Task requirements:
Search the data for "crate". Each line containing it is to be copied.

[[ Records for processing open ]]

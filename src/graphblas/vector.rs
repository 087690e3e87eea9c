//! GraphBLAS Vector for Ledger Relations
//!
//! Sparse vector over the identifier space. Used as seed, frontier and
//! result accumulator: presence of an index means visited/selected.

use std::collections::BTreeMap;

use super::descriptor::Descriptor;
use super::sparse::SparseVec;
use super::types::{Element, GrBIndex, GrBMonoid, GrBType, INDEX_MAX};
use crate::Result;

/// GraphBLAS Vector
///
/// Entries iterate in ascending index order, which is what makes ANY
/// reductions deterministic.
#[derive(Clone, Debug, PartialEq)]
pub struct GrBVector<T> {
    storage: SparseVec<T>,
}

impl<T: Element> GrBVector<T> {
    // ========================================================================
    // CONSTRUCTION
    // ========================================================================

    /// Create empty vector
    pub fn new(len: GrBIndex) -> Self {
        Self {
            storage: SparseVec::new(len),
        }
    }

    /// Create an empty vector spanning the whole identifier space
    pub fn maximal() -> Self {
        Self::new(INDEX_MAX)
    }

    /// Create from sparse entries
    pub fn from_entries<I>(len: GrBIndex, entries: I) -> Result<Self>
    where
        I: IntoIterator<Item = (GrBIndex, T)>,
    {
        let mut v = Self::new(len);
        for (idx, val) in entries {
            v.set(idx, val)?;
        }
        Ok(v)
    }

    /// Create with the same value at every listed index
    pub fn from_indices<I>(len: GrBIndex, indices: I, value: T) -> Result<Self>
    where
        I: IntoIterator<Item = GrBIndex>,
    {
        Self::from_entries(len, indices.into_iter().map(|i| (i, value)))
    }

    /// Wrap entries already known to be in range
    pub(crate) fn from_map(len: GrBIndex, entries: BTreeMap<GrBIndex, T>) -> Self {
        debug_assert!(entries.keys().next_back().map_or(true, |&i| i < len));
        Self {
            storage: SparseVec { entries, len },
        }
    }

    // ========================================================================
    // PROPERTIES
    // ========================================================================

    /// Vector length
    pub fn len(&self) -> GrBIndex {
        self.storage.len
    }

    /// Number of present entries
    pub fn nvals(&self) -> usize {
        self.storage.nnz()
    }

    /// Element type
    pub fn dtype(&self) -> GrBType {
        T::DTYPE
    }

    /// Is empty?
    pub fn is_empty(&self) -> bool {
        self.nvals() == 0
    }

    // ========================================================================
    // ELEMENT ACCESS
    // ========================================================================

    /// Get element at index
    pub fn get(&self, idx: GrBIndex) -> Option<T> {
        self.storage.get(idx)
    }

    pub fn contains(&self, idx: GrBIndex) -> bool {
        self.storage.entries.contains_key(&idx)
    }

    /// Set element at index
    pub fn set(&mut self, idx: GrBIndex, value: T) -> Result<()> {
        self.storage.insert(idx, value)
    }

    /// Remove element at index
    pub fn remove(&mut self, idx: GrBIndex) -> Option<T> {
        self.storage.entries.remove(&idx)
    }

    /// Clear all entries
    pub fn clear(&mut self) {
        self.storage.entries.clear();
    }

    // ========================================================================
    // ITERATION
    // ========================================================================

    /// Iterate over (index, value) pairs
    pub fn iter(&self) -> impl Iterator<Item = (GrBIndex, T)> + '_ {
        self.storage.iter()
    }

    /// Indices of present entries, ascending
    pub fn indices(&self) -> impl Iterator<Item = GrBIndex> + '_ {
        self.storage.entries.keys().copied()
    }

    /// Materialize as (index, value) pairs
    pub fn to_pairs(&self) -> Vec<(GrBIndex, T)> {
        self.iter().collect()
    }

    // ========================================================================
    // OPERATIONS
    // ========================================================================

    /// Structural pattern: same positions, values dropped
    pub fn pattern(&self) -> GrBVector<bool> {
        self.apply(|_| true)
    }

    /// Apply unary operation
    pub fn apply<U, F>(&self, op: F) -> GrBVector<U>
    where
        U: Element,
        F: Fn(T) -> U,
    {
        self.apply_indexed(|_, v| op(v))
    }

    /// Apply an index-aware unary operation (`GxB_POSITIONI` style)
    pub fn apply_indexed<U, F>(&self, op: F) -> GrBVector<U>
    where
        U: Element,
        F: Fn(GrBIndex, T) -> U,
    {
        let mut result = GrBVector::new(self.len());
        result.storage.entries = self.iter().map(|(i, v)| (i, op(i, v))).collect();
        result
    }

    /// Element-wise addition: union of patterns, `op` where both are present
    pub fn ewise_add<F>(&self, other: &GrBVector<T>, op: F) -> GrBVector<T>
    where
        F: Fn(T, T) -> T,
    {
        let mut result = self.clone();
        for (idx, val) in other.iter() {
            let merged = match self.get(idx) {
                Some(existing) => op(existing, val),
                None => val,
            };
            result.storage.entries.insert(idx, merged);
        }
        result
    }

    /// Element-wise multiplication: intersection of patterns
    pub fn ewise_mult<U, V, F>(&self, other: &GrBVector<U>, op: F) -> GrBVector<V>
    where
        U: Element,
        V: Element,
        F: Fn(T, U) -> V,
    {
        let mut result = GrBVector::new(self.len());
        let (small, large_is_self) = if self.nvals() <= other.nvals() {
            (self.nvals(), false)
        } else {
            (other.nvals(), true)
        };
        if small == 0 {
            return result;
        }
        if large_is_self {
            for (idx, b) in other.iter() {
                if let Some(a) = self.get(idx) {
                    result.storage.entries.insert(idx, op(a, b));
                }
            }
        } else {
            for (idx, a) in self.iter() {
                if let Some(b) = other.get(idx) {
                    result.storage.entries.insert(idx, op(a, b));
                }
            }
        }
        result
    }

    /// Select elements matching predicate
    pub fn select<F>(&self, predicate: F) -> GrBVector<T>
    where
        F: Fn(GrBIndex, T) -> bool,
    {
        let mut result = GrBVector::new(self.len());
        result.storage.entries = self.iter().filter(|&(i, v)| predicate(i, v)).collect();
        result
    }

    /// Reduce to scalar; `None` for an empty vector
    pub fn reduce(&self, monoid: GrBMonoid) -> Option<T> {
        self.iter().map(|(_, v)| v).reduce(|a, b| T::combine(monoid, a, b))
    }

    /// Keep only elements the mask admits under `desc`
    pub fn apply_mask<M: Element>(&self, mask: &GrBVector<M>, desc: &Descriptor) -> GrBVector<T> {
        self.select(|idx, _| mask.admits(idx, desc))
    }

    /// Whether this vector, used as a mask, lets `idx` through
    pub fn admits(&self, idx: GrBIndex, desc: &Descriptor) -> bool {
        let hit = if desc.is_mask_structural() {
            self.contains(idx)
        } else {
            self.get(idx).is_some_and(Element::truthy)
        };
        hit != desc.is_mask_complemented()
    }
}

[[ Records for processing closed ]]

Finished task:
use crate::Result;
    pub(crate) fn from_map(len: GrBIndex, entries: BTreeMap<GrBIndex, T>) -> Self {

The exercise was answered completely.